O iPhone 4S Elite Gold leva isso mais longe. Hughes criou esta obra-prima com uma moldura de ouro rosé cravejada com 500 diamantes que totalizam mais de 100 quilates. A parte de trás é de ouro maciço de 24 quilates com um logótipo da Apple em platina decorado com mais 53 diamantes. Mas aqui é que fica louco: a embalagem é um cofre de platina forrado com osso de tiranossauro Rex verdadeiro e pedras raras como opala. Não está apenas a comprar um telemóvel; está a comprar uma experiência de luxo completa.

Antes disso veio a edição Diamond Rose, avaliada em $8 milhões—outra criação de Hughes com 500 diamantes sem imperfeições e um botão home de diamante rosa de 7,4 quilates. Apenas duas foram feitas. O Goldstriker 3GS Supreme? Isso levou dez meses a criar e veio numa caixa de granito de 7 kg esculpida em pedra do Caxemira.

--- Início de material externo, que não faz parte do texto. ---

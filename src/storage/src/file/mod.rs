pub mod writable_file;
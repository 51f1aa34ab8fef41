//! Codec engine of the kobuta container: a binary format for strongly typed
//! tabular data that is cheap to stream and cheap to random-access.
//!
//! Records are packed bottom-up into [`block`]s of at most 64 rows, blocks
//! into [`chunk`]s under a block index, and chunks into a [`file`] under a
//! chunk index. Reading walks the same structures top-down.

#[macro_use]
extern crate async_trait;

#[macro_use]
pub mod value;

pub mod block;
pub mod chunk;
pub mod compression;
pub mod error;
pub mod file;
pub mod integrity;
pub mod schema;

pub use compression::{Compression, CompressionType, SnappyCompression};
pub use error::{BlockError, ChunkError, Error, FileError, Result, SchemaError};
pub use file::cursor::RecordIterator;
pub use file::index::{ChunkIndex, ChunkIndexEntry};
pub use file::metadata::Metadata;
pub use file::options::{ReadOptions, WriterOptions};
pub use file::reader::{FileReader, FileStreamReader};
pub use file::writer::FileWriter;
pub use schema::{Column, DataType, Schema, SchemaRef};
pub use value::{Record, Value, ValueRef};

/// Number of record slots in a block, and of values in a stripe.
pub const BLOCK_CAPACITY: usize = 64;

/// Blocks start on this boundary inside a chunk's data region, chunks start
/// on it inside a file.
pub const ALIGNMENT: usize = 64;

/// Uncompressed block-data size at which a chunk is sealed.
pub const DEFAULT_CHUNK_TARGET_SIZE: usize = 1024 * 1024;

/// align_up rounds `n` up to the next multiple of [`ALIGNMENT`].
pub(crate) const fn align_up(n: usize) -> usize {
    (n + ALIGNMENT - 1) & !(ALIGNMENT - 1)
}
//! Magic, version and checksum checks guarding a file's sections.

use std::fmt::{Display, Formatter};

use tracing::warn;

use crate::error::FileError;

/// MAGIC identifies a kobuta file.
pub const MAGIC: [u8; 4] = *b"KBTF";

/// VERSION is the only format version this crate reads and writes.
pub const VERSION: u8 = 1;

/// Section names the part of a file a check or a truncation refers to.
#[derive(Clone, Copy, Debug, PartialEq, Eq)]
pub enum Section {
    Metadata,
    ChunkIndex,
    Chunk(usize),
}

impl Display for Section {
    fn fmt(&self, f: &mut Formatter<'_>) -> std::fmt::Result {
        match self {
            Section::Metadata => f.write_str("metadata"),
            Section::ChunkIndex => f.write_str("chunk index"),
            Section::Chunk(i) => write!(f, "chunk {}", i),
        }
    }
}

pub fn checksum(data: &[u8]) -> u32 {
    crc32fast::hash(data)
}

pub fn check_magic(b: &[u8]) -> Result<(), FileError> {
    let mut magic = [0_u8; 4];
    let n = b.len().min(4);
    magic[..n].copy_from_slice(&b[..n]);

    if magic != MAGIC {
        return Err(FileError::InvalidMagic(magic));
    }
    Ok(())
}

pub fn check_version(version: u8) -> Result<(), FileError> {
    if version != VERSION {
        return Err(FileError::VersionUnsupported {
            version,
            supported: VERSION,
        });
    }
    Ok(())
}

/// verify_checksum compares the CRC32 of `data` against the stored value.
pub fn verify_checksum(section: Section, data: &[u8], expected: u32) -> Result<(), FileError> {
    let actual = checksum(data);
    if actual != expected {
        warn!(%section, expected, actual, "checksum mismatch");
        return Err(FileError::ChecksumMismatch { section });
    }
    Ok(())
}
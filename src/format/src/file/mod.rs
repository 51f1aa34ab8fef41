//! A kobuta file is composed of three sections: metadata, chunk index and data.
//!
//! ┌────────────────────────┬─────────────────────────┬──────────────────────────┐
//! │        Metadata        │       Chunk index       │           Data           │
//! │   N bytes, with CRC    │ N * 24 bytes, CRC, pad  │  chunks, each 64-aligned │
//! └────────────────────────┴─────────────────────────┴──────────────────────────┘
//!
//! Metadata starts with a fixed prefix identifying the file, followed by the
//! counts and the schema. A CRC32 of every preceding metadata byte closes it.
//!
//! ┌───────────────────────────────────────────────────────────────────────────────┐
//! │                                   Metadata                                    │
//! ├─────────┬─────────┬─────────────┬──────────┬──────────┬─────────┬─────────────┤
//! │  Magic  │ Version │ Compression │ Reserved │ Meta len │ Records │   Chunks    │
//! │ 4 bytes │ 1 byte  │   1 byte    │ 2 bytes  │ 4 bytes  │ 8 bytes │   4 bytes   │
//! ├─────────┴───┬─────┴──────┬──────┴───┬──────┴──────────┴─┬───────┴─┬───────────┤
//! │   Columns   │  Ordinal   │   Type   │ Flags │ Name len  │  Name   │    CRC    │
//! │   2 bytes   │  2 bytes   │  1 byte  │1 byte │  2 bytes  │ N bytes │  4 bytes  │
//! └─────────────┴────────────┴──────────┴───────┴───────────┴─────────┴───────────┘
//!
//! The chunk index holds one entry per chunk, then a CRC32 of the entries.
//! Zero padding follows so the data section starts on a 64-byte boundary.
//!
//! ┌───────────────────────────────────────────────────────────────────┐
//! │                            Chunk entry                            │
//! ├──────────┬──────────┬──────────┬─────────┬──────────┬─────────────┤
//! │  Offset  │  Length  │ Records  │  Flags  │ Reserved │  Chunk CRC  │
//! │ 8 bytes  │ 4 bytes  │ 4 bytes  │ 1 byte  │ 3 bytes  │   4 bytes   │
//! └──────────┴──────────┴──────────┴─────────┴──────────┴─────────────┘
//!
//! Chunk offsets are absolute. All integers are little-endian.

pub mod buffer;
pub mod cursor;
pub mod index;
pub mod metadata;
pub mod options;
pub mod reader;
pub mod writer;

/// METADATA_PREFIX_SIZE covers magic, version, compression, reserved and
/// the metadata length.
pub const METADATA_PREFIX_SIZE: usize = 12;

/// METADATA_FIXED_SIZE is the metadata size before the column entries.
pub const METADATA_FIXED_SIZE: usize = METADATA_PREFIX_SIZE + 8 + 4 + 2;

/// COLUMN_ENTRY_FIXED_SIZE is the size of a column entry without its name.
pub const COLUMN_ENTRY_FIXED_SIZE: usize = 6;

pub const CHECKSUM_SIZE: usize = 4;

/// CHUNK_INDEX_ENTRY_SIZE is the size of one chunk index entry.
pub const CHUNK_INDEX_ENTRY_SIZE: usize = 24;

/// Smallest well-formed metadata: one column with a one byte name.
pub const MIN_METADATA_SIZE: usize =
    METADATA_FIXED_SIZE + COLUMN_ENTRY_FIXED_SIZE + 1 + CHECKSUM_SIZE;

O que é interessante nos telemóveis mais caros do mundo é que representam uma lógica de mercado completamente diferente. Não está a pagar por potência de processamento ou qualidade de câmara. Está a investir em raridade, mestria artesanal e materiais que valorizam com o tempo. Um diamante negro ou rosa não perde valor—normalmente, valoriza-se.

Até o Goldvish Le Million, que entrou no Guinness World Records em 2006 como o telemóvel mais caro do mundo, avaliado em $1 milhões, ainda mantém o seu lugar nas listas de luxo duas décadas depois. Feito de ouro branco de 18 quilates com 120 quilates de diamantes VVS-1, a sua forma de bumerangue tornou-se icónica.

O Diamond Crypto Smartphone, a 1,3 milhões de dólares, acrescentou uma camada extra—estrutura de platina sólida com 50 diamantes, incluindo alguns azuis raros, além de funcionalidades de encriptação. É onde o luxo encontra a segurança.

Então, por que existem estes telemóveis? Porque, para um certo segmento de colecionadores ultra-ricos, um telemóvel já não é apenas um dispositivo de comunicação. É um ativo vestível, uma peça de conversa, e uma declaração de gosto. Os materiais—diamantes de alta qualidade, ouro maciço, ossos pré-históricos—combinados com meses de artesanato por mestres joalheiros criam algo que transcende a eletrónica de consumo típica. São peças de investimento que, por acaso, fazem chamadas.